🤖 AI Summary
Existing large vision-language models (LVLMs) perform well on city-level coarse-grained geolocation but struggle with fine-grained street-level address localization from street-view imagery. To address this, we propose a cross-view alignment fine-tuning framework that leverages perspective-invariant satellite imagery as macroscopic contextual cues. Our method integrates street-view and satellite image mosaicking, self-supervised label generation, and a two-stage training pipeline—first optimizing cross-view feature alignment, then refining address prediction—to enhance the model’s global spatial understanding of street layouts. Evaluated on the Pittsburgh and San Francisco street-view benchmarks, our approach achieves average address localization accuracy improvements of 9% and 12%, respectively, over state-of-the-art LVLMs.
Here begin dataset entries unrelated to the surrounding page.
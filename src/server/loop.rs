// Server loop module
// Accepts connections until a shutdown is requested

use std::sync::atomic::AtomicUsize;
use std::sync::Arc;
use tokio::net::TcpListener;

use super::connection::accept_connection;
use crate::config;
use crate::logger;

/// Accept connections on `listener` until `state.shutdown_signal` fires.
///
/// Must run inside a `LocalSet`; connections are served with `spawn_local`.
#[allow(clippy::ignored_unit_patterns)]
pub async fn start_server_loop(listener: TcpListener, state: Arc<config::AppState>) {
    let active_connections = Arc::new(AtomicUsize::new(0));
    let shutdown = Arc::clone(&state.shutdown_signal);

    loop {
        tokio::select! {
            accept_result = listener.accept() => {
                match accept_result {
                    Ok((stream, peer_addr)) => {
                        accept_connection(stream, peer_addr, &state, &active_connections);
                    }
                    Err(e) => {
                        logger::log_error(&format!("Failed to accept connection: {e}"));
                    }
                }
            }

            _ = shutdown.notified() => {
                break;
            }
        }
    }

    drop(listener);
    logger::log_server_stopped();
}

#[cfg(test)]
mod tests {
    use super::*;
    use crate::config::{AppState, Config};
    use crate::server::create_reusable_listener;
    use http_body_util::{BodyExt, Empty};
    use hyper::body::Bytes;
    use hyper::client::conn::http1::SendRequest;
    use hyper::{Request, StatusCode};
    use hyper_util::rt::TokioIo;
    use std::net::SocketAddr;
    use std::time::Duration;
    use tokio::io::AsyncReadExt;

    type Client = SendRequest<Empty<Bytes>>;

    /// Bind an ephemeral port and run the loop on the current `LocalSet`
    fn spawn_server(config: &Config) -> (SocketAddr, Arc<AppState>, tokio::task::JoinHandle<()>) {
        let listener = create_reusable_listener("127.0.0.1:0".parse().unwrap()).unwrap();
        let addr = listener.local_addr().unwrap();
        let state = Arc::new(AppState::new(config).unwrap());
        let server = tokio::task::spawn_local(start_server_loop(listener, Arc::clone(&state)));
        (addr, state, server)
    }

    async fn connect(addr: SocketAddr) -> Client {
        let stream = tokio::net::TcpStream::connect(addr).await.unwrap();
        let (sender, conn) = hyper::client::conn::http1::handshake(TokioIo::new(stream))
            .await
            .unwrap();
        tokio::task::spawn_local(async move {
            let _ = conn.await;
        });
        sender
    }

    async fn send_get(
        sender: &mut Client,
        addr: SocketAddr,
        path_and_query: &str,
    ) -> (StatusCode, serde_json::Value) {
        let req = Request::get(path_and_query)
            .header("Host", addr.to_string())
            .body(Empty::<Bytes>::new())
            .unwrap();
        let response = sender.send_request(req).await.unwrap();
        let status = response.status();
        let bytes = response.into_body().collect().await.unwrap().to_bytes();
        (status, serde_json::from_slice(&bytes).unwrap_or(serde_json::Value::Null))
    }

    async fn http_get(addr: SocketAddr, path_and_query: &str) -> (StatusCode, serde_json::Value) {
        let mut sender = connect(addr).await;
        send_get(&mut sender, addr, path_and_query).await
    }

    /// Ok(0) or a reset both mean the server closed the socket
    async fn closed_by_server(stream: &mut tokio::net::TcpStream, within: Duration) -> bool {
        let mut buf = [0u8; 64];
        matches!(
            tokio::time::timeout(within, stream.read(&mut buf)).await,
            Ok(Ok(0) | Err(_))
        )
    }

    #[tokio::test]
    async fn test_serves_webapi_over_tcp_until_shutdown() {
        let local = tokio::task::LocalSet::new();
        local
            .run_until(async {
                let (addr, state, server) = spawn_server(&Config::for_tests());

                let (status, body) = http_get(addr, "/webapi/auth.cgi?method=login").await;
                assert_eq!(status, StatusCode::OK);
                assert_eq!(body["data"]["sid"], 1);

                let (_, body) = http_get(
                    addr,
                    "//webapi/DownloadStation/task.cgi?method=create&uri=ubuntu.iso",
                )
                .await;
                assert_eq!(body["success"], true);

                let (_, body) =
                    http_get(addr, "/webapi/DownloadStation/task.cgi?method=list").await;
                assert_eq!(body["data"]["tasks"][0]["title"], "ubuntu.iso");

                let (status, _) = http_get(addr, "/webapi/DownloadStation/task.cgi").await;
                assert_eq!(status, StatusCode::BAD_REQUEST);

                state.shutdown_signal.notify_one();
                tokio::time::timeout(Duration::from_secs(5), server)
                    .await
                    .expect("server loop did not stop")
                    .unwrap();
            })
            .await;
    }

    #[tokio::test]
    async fn test_connection_over_limit_is_dropped() {
        let local = tokio::task::LocalSet::new();
        local
            .run_until(async {
                let mut config = Config::for_tests();
                config.performance.max_connections = Some(1);
                let (addr, state, _server) = spawn_server(&config);

                // First connection is counted once it has been served
                let mut first = connect(addr).await;
                let (status, _) = send_get(&mut first, addr, "/webapi/auth.cgi?method=login").await;
                assert_eq!(status, StatusCode::OK);

                let mut second = tokio::net::TcpStream::connect(addr).await.unwrap();
                assert!(closed_by_server(&mut second, Duration::from_secs(5)).await);

                // The kept-alive first connection still works
                let (status, body) =
                    send_get(&mut first, addr, "/webapi/auth.cgi?method=login").await;
                assert_eq!(status, StatusCode::OK);
                assert_eq!(body["data"]["sid"], 1);

                state.shutdown_signal.notify_one();
            })
            .await;
    }

    #[tokio::test]
    async fn test_idle_connection_closed_after_keep_alive_timeout() {
        let local = tokio::task::LocalSet::new();
        local
            .run_until(async {
                let mut config = Config::for_tests();
                config.performance.keep_alive_timeout = 1;
                let (addr, state, _server) = spawn_server(&config);

                let mut idle = tokio::net::TcpStream::connect(addr).await.unwrap();
                // Well under read_timeout (30s), so only the keep-alive bound applies
                assert!(closed_by_server(&mut idle, Duration::from_secs(10)).await);

                state.shutdown_signal.notify_one();
            })
            .await;
    }
}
This work advances fine-grained, queryable visual geolocation research by bridging semantic and geometric disparities across heterogeneous visual perspectives.
📝 Abstract
Large visual language models (LVLMs) have demonstrated impressive performance in coarse-grained geo-localization at the country or city level, but they struggle with fine-grained street-level localization within urban areas. In this paper, we explore integrating city-wide address localization capabilities into LVLMs, facilitating flexible address-related question answering using street-view images. A key challenge is that the street-view visual question-and-answer (VQA) data provides only microscopic visual cues, leading to subpar performance in fine-tuned models. To tackle this issue, we incorporate perspective-invariant satellite images as macro cues and propose cross-view alignment tuning including a satellite-view and street-view image grafting mechanism, along with an automatic label generation mechanism. Then LVLM's global understanding of street distribution is enhanced through cross-view matching. Our proposed model, named AddressVLM, consists of two-stage training protocols: cross-view alignment tuning and address localization tuning. Furthermore, we have constructed two street-view VQA datasets based on image address localization datasets from Pittsburgh and San Francisco. Qualitative and quantitative evaluations demonstrate that AddressVLM outperforms counterpart LVLMs by over 9% and 12% in average address localization accuracy on these two datasets, respectively.